Trump’s impeachment in 2018 was a rather long process considering the Democrats who inspired the impeachment needed to conduct an investigation to make sure that their reasoning was valid. However, there is no need for an investigation this time because it was clear that Trump had encouraged an attack on Capitol Hill after hosting a rally earlier in the day on Jan. 6 2021, where he told his supporters to go to the Capitol in an attempt to hold up the certification of votes for President-elect Joe Biden.
AP Government teacher, Brandon Kunz, commented his thoughts on the unprecedented situation of a president being impeached for the second time.

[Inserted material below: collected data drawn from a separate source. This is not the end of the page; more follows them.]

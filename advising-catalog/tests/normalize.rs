use advising_catalog::normalize::{GRADUATE_RANGE, MIN_CODE_LEN};
use advising_catalog::{
    DEFAULT_HOURS, Level, NormalizeOptions, PLACEHOLDER_TITLE, RowLayout, normalize_row,
    parse_hours,
};

fn undergrad() -> NormalizeOptions {
    NormalizeOptions::default()
}

fn catalog() -> NormalizeOptions {
    NormalizeOptions::default()
        .with_layout(RowLayout::DescriptionColumn)
        .with_subjects(["ENGL", "CRWT", "WRIT"])
}

#[test]
fn american_novel_example_row() {
    let row = ["ENGL30553", "", "19th Century American Novel", "3"];
    let c = normalize_row(&row, &undergrad()).unwrap();
    assert_eq!(c.code, "ENGL 30553");
    assert_eq!(c.title, "19th Century American Novel");
    assert_eq!(c.hours, 3);
    assert_eq!(c.level, Some(Level::Upper));
    assert!(c.description.is_none());
}

#[test]
fn inserts_exactly_one_space() {
    for raw in ["ENGL10803", "CRWT20103", "WRIT40163", "ENGL 20803"] {
        let c = normalize_row(&[raw, "", "Some Course"], &undergrad()).unwrap();
        assert_eq!(c.code.matches(' ').count(), 1, "{raw}");
        assert_eq!(c.code.len(), 10, "{raw}");
    }
}

#[test]
fn lower_division_below_30000() {
    let c = normalize_row(&["ENGL20803", "", "Intro to Fiction", "3"], &undergrad()).unwrap();
    assert_eq!(c.level, Some(Level::Lower));

    let c = normalize_row(&["ENGL29993", "", "Edge", "3"], &undergrad()).unwrap();
    assert_eq!(c.level, Some(Level::Lower));

    let c = normalize_row(&["ENGL30003", "", "Edge", "3"], &undergrad()).unwrap();
    assert_eq!(c.level, Some(Level::Upper));

    let c = normalize_row(&["ENGL49993", "", "Edge", "3"], &undergrad()).unwrap();
    assert_eq!(c.level, Some(Level::Upper));
}

#[test]
fn graduate_courses_dropped_unless_cross_listed() {
    assert!(normalize_row(&["ENGL50100", "", "Graduate Seminar", "3"], &undergrad()).is_none());
    assert!(normalize_row(&["ENGL59993", "", "Graduate Seminar", "3"], &undergrad()).is_none());

    let kept = normalize_row(&["ENGL50233", "", "Studies in Creative Writing", "3"], &undergrad())
        .unwrap();
    assert_eq!(kept.code, "ENGL 50233");
    assert_eq!(kept.level, Some(Level::Upper));
}

#[test]
fn custom_cross_listing() {
    let opts = NormalizeOptions::default().with_cross_listed(["ENGL 50100"]);
    assert!(normalize_row(&["ENGL50100", "", "Seminar", "3"], &opts).is_some());
    assert!(normalize_row(&["ENGL50233", "", "Studies", "3"], &opts).is_none());
}

#[test]
fn sixty_thousand_level_not_filtered() {
    assert!(!GRADUATE_RANGE.contains(&60000));
    let c = normalize_row(&["ENGL60003", "", "Dissertation", "3"], &undergrad()).unwrap();
    assert_eq!(c.code, "ENGL 60003");
}

#[test]
fn short_or_missing_codes_skipped() {
    assert!(normalize_row(&["", "", "No Code", "3"], &undergrad()).is_none());
    assert!(normalize_row(&["ENGL303", "", "Short", "3"], &undergrad()).is_none());
    assert_eq!("ENGL3055".len(), MIN_CODE_LEN);
    assert!(normalize_row(&["ENGL3055", "", "Eight", "3"], &undergrad()).is_some());
}

#[test]
fn too_few_columns_skipped() {
    assert!(normalize_row(&["ENGL30553", ""], &undergrad()).is_none());
    assert!(normalize_row::<&str>(&[], &undergrad()).is_none());
}

#[test]
fn unparseable_code_passes_through() {
    let c = normalize_row(&["ENGL-30553", "", "Odd Code", "3"], &undergrad()).unwrap();
    assert_eq!(c.code, "ENGL-30553");
    assert_eq!(c.level, None);
}

#[test]
fn missing_title_gets_placeholder() {
    let c = normalize_row(&["ENGL30553", "", "   ", "3"], &undergrad()).unwrap();
    assert_eq!(c.title, PLACEHOLDER_TITLE);
}

#[test]
fn hours_default_when_column_absent() {
    let c = normalize_row(&["ENGL30553", "", "Title"], &undergrad()).unwrap();
    assert_eq!(c.hours, DEFAULT_HOURS);
}

#[test]
fn variable_credit_falls_back() {
    let c = normalize_row(&["ENGL40970", "", "Internship", "1-6"], &undergrad()).unwrap();
    assert_eq!(c.hours, 3);
}

#[test]
fn hours_parsing() {
    assert_eq!(parse_hours("4"), 4);
    assert_eq!(parse_hours(" 1 "), 1);
    assert_eq!(parse_hours("3.0"), 3);
    assert_eq!(parse_hours("2.9"), 2);
    assert_eq!(parse_hours("1-6"), 3);
    assert_eq!(parse_hours("0-3"), 3);
    assert_eq!(parse_hours("three"), 3);
    assert_eq!(parse_hours(""), 3);
    assert_eq!(parse_hours("NaN"), 3);
    assert_eq!(parse_hours("inf"), 3);
}

#[test]
fn catalog_layout_reads_description_and_code_hours() {
    let row = [
        "CRWT10203",
        "https://example.edu/crwt-10203",
        "Intro to Creative Writing",
        "Workshop in which students present their writing.",
    ];
    let c = normalize_row(&row, &catalog()).unwrap();
    assert_eq!(c.code, "CRWT 10203");
    assert_eq!(c.hours, 3);
    assert_eq!(
        c.description.as_deref(),
        Some("Workshop in which students present their writing.")
    );

    let c = normalize_row(&["WRIT40166", "", "Capstone"], &catalog()).unwrap();
    assert_eq!(c.hours, 6);
    assert_eq!(c.description.as_deref(), Some(""));
}

#[test]
fn subject_filter() {
    assert!(normalize_row(&["HIST30003", "", "Modern Europe", "x"], &catalog()).is_none());
    assert!(normalize_row(&["HIST30003", "", "Modern Europe", "3"], &undergrad()).is_some());
}
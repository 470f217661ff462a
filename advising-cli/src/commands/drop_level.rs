use std::path::PathBuf;

use owo_colors::OwoColorize;
use owo_colors::Stream::Stdout;

use advising_catalog::filter_by_level;
use advising_data::{load_course_list, save_course_list};

use crate::settings::Settings;
use crate::{CliError, log_blank};

pub(crate) fn run_drop_level(
    settings: &Settings,
    prefix: &str,
    course_list: Option<PathBuf>,
) -> Result<(), CliError> {
    let course_list = course_list.unwrap_or_else(|| settings.paths.course_list.clone());

    log::info!("Loading {}...", course_list.display());
    let courses = load_course_list(&course_list, &settings.output.const_name)?;
    let original = courses.len();
    log::info!("Loaded {original} courses");
    log_blank();

    log::info!("Filtering out {prefix}xxx-level courses...");
    let (kept, removed) = filter_by_level(courses, prefix);
    for course in &removed {
        log::info!("Removing: {} - {}", course.code, course.title);
    }

    let header = format!("Courses with {prefix}xxx-level catalog numbers removed");
    let format = settings.output.course_list_format(&course_list, &header);
    save_course_list(&course_list, &kept, &format, settings.output.level_style)?;

    log_blank();
    log::info!("{}", "Complete!".if_supports_color(Stdout, |t| t.green()));
    log::info!("  Courses removed: {}", removed.len());
    log::info!("  Courses remaining: {}", kept.len());
    log::info!("  Original count: {original}");
    Ok(())
}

The next few months of enduring a second impeachment trial will most likely be divisive amongst citizens and political parties.

— Brandon Kunz

“The next few months of enduring a second impeachment trial will most likely be divisive amongst citizens and political parties,” said Kunz. “I think we all need to be self aware of the way in which media and social media works. People tend to only listen to views they support or agree with, so if we all live in echo chambers, then it becomes more difficult to understand the ‘other side.’ Social media networks that use algorithms to keep you ‘plugged in’ only worsen this problem. We all need to realize that we have a responsibility to manage our online presence and not allow it to control what we see or think…regardless of what political ideology you adhere to.”